Only the number is wanted: state how many lines of the data below contain the word "summaries".
== Segment start ==
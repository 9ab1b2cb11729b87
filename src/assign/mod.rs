//! Assigning codes to clinical note text.
//!
//! [`SearchCoordinator`] fans a note out over every cluster index, the
//! reducer picks the winner, and an [`AssignmentSink`] receives the result.

mod coordinator;
pub mod reducer;
mod sink;

pub use coordinator::{SearchCoordinator, note_source_id};
pub use reducer::{Candidate, Match, reduce};
pub use sink::{AssignmentSink, JsonLinesSink, MemorySink};
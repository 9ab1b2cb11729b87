//! Two-code catalog: migraine versus epilepsy.

use chartcoder::{CodingEngine, Score};
use tempfile::TempDir;

use crate::fixtures::{scenario_catalog, settings};

const NOTE: &str = "patient reports recurrent migraines";

#[test]
fn test_two_codes_give_two_singleton_clusters() {
    let dir = TempDir::new().unwrap();
    let engine = CodingEngine::open(settings(&dir, 2, 2)).unwrap();

    let report = engine.build_catalog_index(&scenario_catalog()).unwrap();
    assert_eq!(report.result.k, 2);
    assert_eq!(report.result.scores.len(), 1);

    let summaries = engine.summaries().unwrap();
    assert_eq!(summaries.len(), 2);
    assert!(summaries.iter().all(|s| s.size == 1));
    assert_eq!(summaries[0].codes[0].id.as_str(), "G43.909");
    assert_eq!(summaries[1].codes[0].id.as_str(), "G40.909");
}

#[test]
fn test_migraine_note_gets_migraine_code() {
    let dir = TempDir::new().unwrap();
    let engine = CodingEngine::open(settings(&dir, 2, 2)).unwrap();
    engine.build_catalog_index(&scenario_catalog()).unwrap();

    let best = engine.assign(NOTE).unwrap();
    assert_eq!(best.code.id.as_str(), "G43.909");
    assert!(best.source_id.starts_with("note-"));

    let candidates = engine.candidates(NOTE).unwrap();
    assert_eq!(candidates.len(), 2);
    let epilepsy = candidates
        .iter()
        .find(|c| c.code.id.as_str() == "G40.909")
        .unwrap();
    assert!(best.score > epilepsy.score);
}

#[test]
fn test_scores_stay_in_unit_interval() {
    let dir = TempDir::new().unwrap();
    let engine = CodingEngine::open(settings(&dir, 2, 2)).unwrap();
    engine.build_catalog_index(&scenario_catalog()).unwrap();

    for note in [NOTE, "seizure overnight", "x"] {
        for candidate in engine.candidates(note).unwrap() {
            assert!(candidate.score >= Score::zero() && candidate.score <= Score::one());
        }
    }
}
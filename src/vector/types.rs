//! Type-safe wrappers and core types for the vector layer.
//!
//! Newtypes keep entry ids, cluster ids, scores and dimensions from being
//! mixed up with plain integers and floats.

use std::num::NonZeroU32;

use serde::{Deserialize, Serialize};
use thiserror::Error;

/// Dimension of the default fastembed model (all-MiniLM-L6-v2).
pub const VECTOR_DIMENSION_384: usize = 384;

/// Identifier of one stored vector inside a cluster index.
///
/// Entry ids are 1-based positions within the cluster, so the stored vector
/// can always be mapped back to the code it was built from.
#[derive(Debug, Clone, Copy, PartialEq, Eq, Hash, PartialOrd, Ord, Serialize, Deserialize)]
pub struct EntryId(NonZeroU32);

impl EntryId {
    /// Creates a new `EntryId`, returning `None` for zero.
    #[must_use]
    pub fn new(id: u32) -> Option<Self> {
        NonZeroU32::new(id).map(Self)
    }

    /// Entry id for the zero-based position `index`.
    ///
    /// Returns `None` if the position does not fit in a `u32`.
    #[must_use]
    pub fn from_index(index: usize) -> Option<Self> {
        u32::try_from(index + 1).ok().and_then(Self::new)
    }

    /// Returns the underlying u32 value.
    #[must_use]
    pub fn get(&self) -> u32 {
        self.0.get()
    }

    /// Zero-based position of this entry.
    #[must_use]
    pub fn index(&self) -> usize {
        (self.0.get() - 1) as usize
    }

    /// Converts to little-endian bytes for storage.
    #[must_use]
    pub fn to_bytes(&self) -> [u8; 4] {
        self.0.get().to_le_bytes()
    }

    /// Creates from little-endian bytes. Returns `None` for zero.
    #[must_use]
    pub fn from_bytes(bytes: [u8; 4]) -> Option<Self> {
        Self::new(u32::from_le_bytes(bytes))
    }
}

/// Identifier of a cluster (partition) of the code catalog.
///
/// Cluster ids are 1-based and ordered; the reducer relies on that order to
/// break exact score ties.
#[derive(Debug, Clone, Copy, PartialEq, Eq, Hash, PartialOrd, Ord, Serialize, Deserialize)]
pub struct ClusterId(NonZeroU32);

impl ClusterId {
    /// Creates a new `ClusterId`, returning `None` for zero.
    #[must_use]
    pub fn new(id: u32) -> Option<Self> {
        NonZeroU32::new(id).map(Self)
    }

    /// Cluster id for the zero-based label `label`.
    #[must_use]
    pub fn from_label(label: usize) -> Option<Self> {
        u32::try_from(label + 1).ok().and_then(Self::new)
    }

    /// Returns the underlying u32 value.
    #[must_use]
    pub fn get(&self) -> u32 {
        self.0.get()
    }
}

impl std::fmt::Display for ClusterId {
    fn fmt(&self, f: &mut std::fmt::Formatter<'_>) -> std::fmt::Result {
        write!(f, "{}", self.0)
    }
}

/// Similarity score in the range [0.0, 1.0].
///
/// - 1.0 means the vectors point in the same direction
/// - 0.5 means they are orthogonal
/// - 0.0 means they point in opposite directions
#[derive(Debug, Clone, Copy, PartialEq, Serialize, Deserialize)]
#[serde(try_from = "f32", into = "f32")]
pub struct Score(f32);

impl Score {
    /// Creates a new `Score` with validation.
    ///
    /// Returns an error if the value is NaN or outside [0.0, 1.0].
    pub fn new(value: f32) -> Result<Self, VectorError> {
        if value.is_nan() {
            return Err(VectorError::InvalidScore {
                value,
                reason: "Score cannot be NaN",
            });
        }
        if !(0.0..=1.0).contains(&value) {
            return Err(VectorError::InvalidScore {
                value,
                reason: "Score must be in range [0.0, 1.0]",
            });
        }
        Ok(Self(value))
    }

    /// Maps a cosine similarity in [-1, 1] onto [0, 1].
    ///
    /// The mapping is monotone, so ranking by score equals ranking by cosine.
    /// Rounding noise just outside the cosine range is clamped; NaN maps to 0.
    #[must_use]
    pub fn from_cosine(cosine: f32) -> Self {
        if cosine.is_nan() {
            return Self::zero();
        }
        Self(((1.0 + cosine) / 2.0).clamp(0.0, 1.0))
    }

    /// A score of 0.0.
    #[must_use]
    pub const fn zero() -> Self {
        Self(0.0)
    }

    /// A score of 1.0.
    #[must_use]
    pub const fn one() -> Self {
        Self(1.0)
    }

    /// Returns the underlying f32 value.
    #[must_use]
    pub fn get(&self) -> f32 {
        self.0
    }
}

impl Eq for Score {}

impl PartialOrd for Score {
    fn partial_cmp(&self, other: &Self) -> Option<std::cmp::Ordering> {
        Some(self.cmp(other))
    }
}

impl Ord for Score {
    fn cmp(&self, other: &Self) -> std::cmp::Ordering {
        self.0.total_cmp(&other.0)
    }
}

impl TryFrom<f32> for Score {
    type Error = VectorError;

    fn try_from(value: f32) -> Result<Self, Self::Error> {
        Self::new(value)
    }
}

impl From<Score> for f32 {
    fn from(score: Score) -> Self {
        score.0
    }
}

impl std::fmt::Display for Score {
    fn fmt(&self, f: &mut std::fmt::Formatter<'_>) -> std::fmt::Result {
        write!(f, "{:.4}", self.0)
    }
}

/// Vector dimension, validated to be non-zero.
#[derive(Debug, Clone, Copy, PartialEq, Eq, Serialize, Deserialize)]
pub struct VectorDimension(usize);

impl VectorDimension {
    /// Creates a new `VectorDimension`. Returns an error for zero.
    pub fn new(dim: usize) -> Result<Self, VectorError> {
        if dim == 0 {
            return Err(VectorError::InvalidDimension {
                dimension: 0,
                reason: "Vector dimension cannot be zero",
            });
        }
        Ok(Self(dim))
    }

    /// The 384-dimensional default.
    #[must_use]
    pub const fn dimension_384() -> Self {
        Self(VECTOR_DIMENSION_384)
    }

    /// Returns the underlying dimension value.
    #[must_use]
    pub const fn get(&self) -> usize {
        self.0
    }

    /// Validates that a vector has the expected dimension.
    pub fn validate_vector(&self, vector: &[f32]) -> Result<(), VectorError> {
        if vector.len() != self.0 {
            return Err(VectorError::DimensionMismatch {
                expected: self.0,
                actual: vector.len(),
            });
        }
        Ok(())
    }
}

/// Errors that can occur during vector operations.
#[derive(Error, Debug)]
pub enum VectorError {
    #[error(
        "Vector dimension mismatch: expected {expected}, got {actual}\nSuggestion: Ensure codes and notes are embedded with the same model"
    )]
    DimensionMismatch { expected: usize, actual: usize },

    #[error("Invalid vector dimension: {dimension}\nReason: {reason}")]
    InvalidDimension {
        dimension: usize,
        reason: &'static str,
    },

    #[error("Invalid score value: {value}\nReason: {reason}")]
    InvalidScore { value: f32, reason: &'static str },

    #[error(
        "Embedding generation failed: {0}\nSuggestion: Verify the embedding model is properly initialized"
    )]
    EmbeddingFailed(String),

    #[error("Invalid entry id: {0}\nSuggestion: Entry ids are 1-based and must fit in 32 bits")]
    InvalidEntryId(usize),

    #[error(
        "Invalid storage version: expected {expected}, got {actual}\nSuggestion: Rebuild the index with 'chartcoder build'"
    )]
    VersionMismatch { expected: u32, actual: u32 },
}
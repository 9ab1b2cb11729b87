//! The ICD-10 code catalog.
//!
//! A catalog is an ordered, duplicate-free list of codes loaded from CSV or
//! JSON. Its fingerprint (SHA-256 over the ordered records) identifies the
//! catalog version an index was built from.

use std::collections::HashMap;
use std::fmt;
use std::io::Read;
use std::path::Path;

use serde::{Deserialize, Serialize};
use sha2::{Digest, Sha256};

use crate::error::{CodingError, CodingResult};

/// Identifier of a diagnostic code, e.g. `G43.909`.
#[derive(Debug, Clone, PartialEq, Eq, Hash, PartialOrd, Ord, Serialize, Deserialize)]
#[serde(try_from = "String", into = "String")]
pub struct CodeId(String);

impl CodeId {
    /// Creates a code id, trimming surrounding whitespace.
    ///
    /// Returns a data error for blank ids.
    pub fn new(id: impl AsRef<str>) -> CodingResult<Self> {
        let trimmed = id.as_ref().trim();
        if trimmed.is_empty() {
            return Err(CodingError::Data {
                reason: "code id cannot be empty".to_string(),
            });
        }
        Ok(Self(trimmed.to_string()))
    }

    #[must_use]
    pub fn as_str(&self) -> &str {
        &self.0
    }
}

impl fmt::Display for CodeId {
    fn fmt(&self, f: &mut fmt::Formatter<'_>) -> fmt::Result {
        f.write_str(&self.0)
    }
}

impl TryFrom<String> for CodeId {
    type Error = CodingError;

    fn try_from(value: String) -> Result<Self, Self::Error> {
        Self::new(value)
    }
}

impl From<CodeId> for String {
    fn from(id: CodeId) -> Self {
        id.0
    }
}

/// One catalog entry.
#[derive(Debug, Clone, PartialEq, Eq, Serialize, Deserialize)]
pub struct Code {
    #[serde(rename = "icd_code", alias = "code")]
    pub id: CodeId,
    #[serde(default)]
    pub short_description: String,
    pub long_description: String,
}

impl Code {
    /// Creates a code; fails on a blank id or long description.
    pub fn new(
        id: impl AsRef<str>,
        short_description: impl Into<String>,
        long_description: impl Into<String>,
    ) -> CodingResult<Self> {
        let id = CodeId::new(id)?;
        let long_description = long_description.into().trim().to_string();
        if long_description.is_empty() {
            return Err(CodingError::Data {
                reason: format!("code {id} has an empty long description"),
            });
        }
        Ok(Self {
            id,
            short_description: short_description.into().trim().to_string(),
            long_description,
        })
    }
}

/// Ordered, duplicate-free code catalog.
#[derive(Debug, Clone)]
pub struct Catalog {
    codes: Vec<Code>,
    positions: HashMap<CodeId, usize>,
    fingerprint: String,
}

impl Catalog {
    /// Builds a catalog, rejecting duplicate ids.
    pub fn new(codes: Vec<Code>) -> CodingResult<Self> {
        let mut positions = HashMap::with_capacity(codes.len());
        for (position, code) in codes.iter().enumerate() {
            if code.long_description.trim().is_empty() {
                return Err(CodingError::Data {
                    reason: format!("code {} has an empty long description", code.id),
                });
            }
            if positions.insert(code.id.clone(), position).is_some() {
                return Err(CodingError::Data {
                    reason: format!("duplicate code id {}", code.id),
                });
            }
        }

        let fingerprint = Self::compute_fingerprint(&codes);
        Ok(Self {
            codes,
            positions,
            fingerprint,
        })
    }

    /// Loads a catalog from a `.csv` or `.json` file.
    pub fn load(path: impl AsRef<Path>) -> CodingResult<Self> {
        let path = path.as_ref();
        let extension = path
            .extension()
            .and_then(|e| e.to_str())
            .map(str::to_ascii_lowercase);

        let file = std::fs::File::open(path).map_err(|e| CodingError::Data {
            reason: format!("cannot read catalog '{}': {e}", path.display()),
        })?;

        let catalog = match extension.as_deref() {
            Some("csv") => Self::from_csv_reader(file),
            Some("json") => Self::from_json_reader(file),
            _ => Err(CodingError::Data {
                reason: format!(
                    "unsupported catalog format '{}': expected .csv or .json",
                    path.display()
                ),
            }),
        }?;

        tracing::info!(
            path = %path.display(),
            codes = catalog.len(),
            fingerprint = %catalog.short_fingerprint(),
            "loaded catalog"
        );
        Ok(catalog)
    }

    /// Reads CSV with `icd_code`, `short_description`, `long_description` headers.
    pub fn from_csv_reader(reader: impl Read) -> CodingResult<Self> {
        let mut csv_reader = csv::ReaderBuilder::new().trim(csv::Trim::All).from_reader(reader);

        let mut codes = Vec::new();
        for (row, record) in csv_reader.deserialize::<Code>().enumerate() {
            let code = record.map_err(|e| CodingError::Data {
                reason: format!("catalog row {}: {e}", row + 1),
            })?;
            codes.push(Code::new(
                code.id.as_str(),
                code.short_description,
                code.long_description,
            )?);
        }

        Self::new(codes)
    }

    /// Reads a JSON array of code objects.
    pub fn from_json_reader(reader: impl Read) -> CodingResult<Self> {
        let raw: Vec<Code> = serde_json::from_reader(reader).map_err(|e| CodingError::Data {
            reason: format!("invalid catalog JSON: {e}"),
        })?;
        let codes = raw
            .into_iter()
            .map(|code| Code::new(code.id.as_str(), code.short_description, code.long_description))
            .collect::<CodingResult<Vec<_>>>()?;
        Self::new(codes)
    }

    fn compute_fingerprint(codes: &[Code]) -> String {
        let mut hasher = Sha256::new();
        for code in codes {
            hasher.update(code.id.as_str().as_bytes());
            hasher.update([0u8]);
            hasher.update(code.short_description.as_bytes());
            hasher.update([0u8]);
            hasher.update(code.long_description.as_bytes());
            hasher.update([b'\n']);
        }
        format!("{:x}", hasher.finalize())
    }

    /// Codes in catalog order.
    #[must_use]
    pub fn codes(&self) -> &[Code] {
        &self.codes
    }

    pub fn iter(&self) -> impl Iterator<Item = &Code> {
        self.codes.iter()
    }

    #[must_use]
    pub fn get(&self, id: &CodeId) -> Option<&Code> {
        self.positions.get(id).map(|&position| &self.codes[position])
    }

    #[must_use]
    pub fn len(&self) -> usize {
        self.codes.len()
    }

    #[must_use]
    pub fn is_empty(&self) -> bool {
        self.codes.is_empty()
    }

    /// Hex SHA-256 of the ordered records.
    #[must_use]
    pub fn fingerprint(&self) -> &str {
        &self.fingerprint
    }

    /// First 8 hex digits of the fingerprint.
    #[must_use]
    pub fn short_fingerprint(&self) -> &str {
        &self.fingerprint[..8]
    }
}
== Segment end ==
Finished task:
5